**Work instructions**.
The number of lines holding "technologies" is all you should give; count them in the records below.

**Entries supplied**.
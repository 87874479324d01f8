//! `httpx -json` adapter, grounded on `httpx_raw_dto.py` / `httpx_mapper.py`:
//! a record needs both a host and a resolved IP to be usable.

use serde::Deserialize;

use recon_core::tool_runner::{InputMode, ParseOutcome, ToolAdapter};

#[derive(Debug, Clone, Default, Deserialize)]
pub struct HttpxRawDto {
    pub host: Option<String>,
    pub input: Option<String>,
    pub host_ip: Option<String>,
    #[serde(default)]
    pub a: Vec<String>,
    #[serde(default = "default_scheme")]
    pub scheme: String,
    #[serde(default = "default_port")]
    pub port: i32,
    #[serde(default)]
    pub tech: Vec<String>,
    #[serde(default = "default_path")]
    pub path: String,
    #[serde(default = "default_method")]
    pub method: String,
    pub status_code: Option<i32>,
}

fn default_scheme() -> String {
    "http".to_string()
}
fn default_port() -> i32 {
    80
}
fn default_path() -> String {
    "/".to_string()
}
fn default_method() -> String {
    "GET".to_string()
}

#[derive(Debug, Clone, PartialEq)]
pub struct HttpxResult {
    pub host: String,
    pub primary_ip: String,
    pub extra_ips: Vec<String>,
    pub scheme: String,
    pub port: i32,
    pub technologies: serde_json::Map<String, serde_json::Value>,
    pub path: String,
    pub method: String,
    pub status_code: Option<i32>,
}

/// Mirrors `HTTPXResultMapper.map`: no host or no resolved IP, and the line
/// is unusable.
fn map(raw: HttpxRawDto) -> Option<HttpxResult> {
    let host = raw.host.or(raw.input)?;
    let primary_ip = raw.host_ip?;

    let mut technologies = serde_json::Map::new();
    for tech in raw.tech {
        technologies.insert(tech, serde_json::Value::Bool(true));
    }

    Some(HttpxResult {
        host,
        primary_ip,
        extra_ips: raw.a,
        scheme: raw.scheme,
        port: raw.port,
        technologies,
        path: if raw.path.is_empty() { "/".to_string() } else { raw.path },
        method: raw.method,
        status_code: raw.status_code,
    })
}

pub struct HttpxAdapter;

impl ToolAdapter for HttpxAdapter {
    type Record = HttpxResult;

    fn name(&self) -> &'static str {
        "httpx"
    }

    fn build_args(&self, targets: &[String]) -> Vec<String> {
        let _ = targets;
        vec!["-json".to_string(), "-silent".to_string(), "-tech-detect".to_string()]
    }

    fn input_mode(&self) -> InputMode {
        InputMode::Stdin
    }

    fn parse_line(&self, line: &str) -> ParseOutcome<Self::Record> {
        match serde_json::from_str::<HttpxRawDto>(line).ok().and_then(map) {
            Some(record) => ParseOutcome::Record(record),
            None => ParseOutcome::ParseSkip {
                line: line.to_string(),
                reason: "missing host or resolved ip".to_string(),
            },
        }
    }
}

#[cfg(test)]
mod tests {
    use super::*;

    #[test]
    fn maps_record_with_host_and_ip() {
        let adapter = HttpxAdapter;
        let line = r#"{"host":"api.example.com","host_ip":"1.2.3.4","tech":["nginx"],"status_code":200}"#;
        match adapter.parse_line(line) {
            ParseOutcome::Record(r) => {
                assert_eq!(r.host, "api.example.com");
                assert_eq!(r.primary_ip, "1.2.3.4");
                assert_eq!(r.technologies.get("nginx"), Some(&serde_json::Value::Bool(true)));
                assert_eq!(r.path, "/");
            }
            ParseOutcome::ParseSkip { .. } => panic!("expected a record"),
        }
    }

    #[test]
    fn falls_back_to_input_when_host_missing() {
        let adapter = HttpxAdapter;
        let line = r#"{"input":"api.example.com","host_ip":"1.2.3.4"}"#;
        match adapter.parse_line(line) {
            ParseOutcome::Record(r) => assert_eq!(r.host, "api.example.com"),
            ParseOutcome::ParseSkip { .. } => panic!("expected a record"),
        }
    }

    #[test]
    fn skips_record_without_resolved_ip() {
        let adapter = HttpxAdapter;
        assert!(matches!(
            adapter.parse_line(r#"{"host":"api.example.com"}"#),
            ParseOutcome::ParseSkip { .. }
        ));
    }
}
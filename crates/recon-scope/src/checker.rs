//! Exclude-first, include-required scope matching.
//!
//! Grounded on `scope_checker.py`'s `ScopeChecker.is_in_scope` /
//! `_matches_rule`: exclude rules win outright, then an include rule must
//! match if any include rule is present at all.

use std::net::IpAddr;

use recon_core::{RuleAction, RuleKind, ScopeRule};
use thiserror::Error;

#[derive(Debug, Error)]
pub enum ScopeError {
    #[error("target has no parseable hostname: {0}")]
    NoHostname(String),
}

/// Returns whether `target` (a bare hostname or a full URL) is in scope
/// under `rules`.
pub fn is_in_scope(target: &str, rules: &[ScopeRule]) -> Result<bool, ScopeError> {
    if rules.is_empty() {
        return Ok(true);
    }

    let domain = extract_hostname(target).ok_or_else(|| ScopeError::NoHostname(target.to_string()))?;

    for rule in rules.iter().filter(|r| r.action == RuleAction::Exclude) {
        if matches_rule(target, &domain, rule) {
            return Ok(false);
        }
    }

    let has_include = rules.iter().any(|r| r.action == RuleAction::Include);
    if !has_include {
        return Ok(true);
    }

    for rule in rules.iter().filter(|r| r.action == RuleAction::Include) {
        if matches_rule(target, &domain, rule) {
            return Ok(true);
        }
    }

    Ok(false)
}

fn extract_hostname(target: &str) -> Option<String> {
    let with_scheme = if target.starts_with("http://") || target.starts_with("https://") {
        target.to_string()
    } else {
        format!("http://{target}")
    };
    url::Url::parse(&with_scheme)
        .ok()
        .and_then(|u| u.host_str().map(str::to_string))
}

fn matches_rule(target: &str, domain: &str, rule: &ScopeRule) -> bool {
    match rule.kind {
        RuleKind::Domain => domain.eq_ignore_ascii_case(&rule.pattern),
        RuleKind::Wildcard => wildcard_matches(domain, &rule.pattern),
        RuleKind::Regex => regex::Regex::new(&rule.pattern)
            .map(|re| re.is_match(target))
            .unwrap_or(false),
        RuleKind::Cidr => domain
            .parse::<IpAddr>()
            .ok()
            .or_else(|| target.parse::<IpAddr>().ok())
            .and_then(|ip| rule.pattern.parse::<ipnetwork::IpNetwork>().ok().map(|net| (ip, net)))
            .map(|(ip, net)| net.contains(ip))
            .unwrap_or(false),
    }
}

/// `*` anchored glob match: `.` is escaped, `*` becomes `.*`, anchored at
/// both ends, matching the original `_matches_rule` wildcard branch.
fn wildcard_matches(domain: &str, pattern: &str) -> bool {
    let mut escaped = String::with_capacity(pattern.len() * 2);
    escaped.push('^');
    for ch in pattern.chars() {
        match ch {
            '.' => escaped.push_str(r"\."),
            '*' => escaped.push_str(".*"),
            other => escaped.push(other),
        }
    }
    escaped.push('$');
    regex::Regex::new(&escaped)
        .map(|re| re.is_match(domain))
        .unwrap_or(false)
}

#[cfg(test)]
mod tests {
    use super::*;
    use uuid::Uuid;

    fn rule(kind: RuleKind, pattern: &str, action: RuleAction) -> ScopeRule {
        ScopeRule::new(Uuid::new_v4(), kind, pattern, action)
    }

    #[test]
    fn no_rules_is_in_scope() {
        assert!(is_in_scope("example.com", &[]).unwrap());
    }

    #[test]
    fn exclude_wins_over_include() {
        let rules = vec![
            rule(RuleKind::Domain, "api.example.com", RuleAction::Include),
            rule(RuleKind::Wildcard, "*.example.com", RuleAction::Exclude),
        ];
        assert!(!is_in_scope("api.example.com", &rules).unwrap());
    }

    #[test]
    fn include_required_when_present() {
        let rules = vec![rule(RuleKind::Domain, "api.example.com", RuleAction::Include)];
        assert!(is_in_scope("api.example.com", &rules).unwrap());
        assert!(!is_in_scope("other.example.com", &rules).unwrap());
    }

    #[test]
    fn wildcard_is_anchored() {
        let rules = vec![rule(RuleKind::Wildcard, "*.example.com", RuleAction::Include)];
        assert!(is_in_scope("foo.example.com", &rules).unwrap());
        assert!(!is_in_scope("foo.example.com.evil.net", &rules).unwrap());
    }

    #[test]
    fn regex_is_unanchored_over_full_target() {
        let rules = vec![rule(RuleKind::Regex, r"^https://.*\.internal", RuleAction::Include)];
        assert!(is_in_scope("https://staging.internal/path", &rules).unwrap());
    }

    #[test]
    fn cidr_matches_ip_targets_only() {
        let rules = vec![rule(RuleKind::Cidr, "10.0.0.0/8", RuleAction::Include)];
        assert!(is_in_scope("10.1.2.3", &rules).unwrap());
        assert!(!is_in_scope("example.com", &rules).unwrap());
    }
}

**Written solution**.
5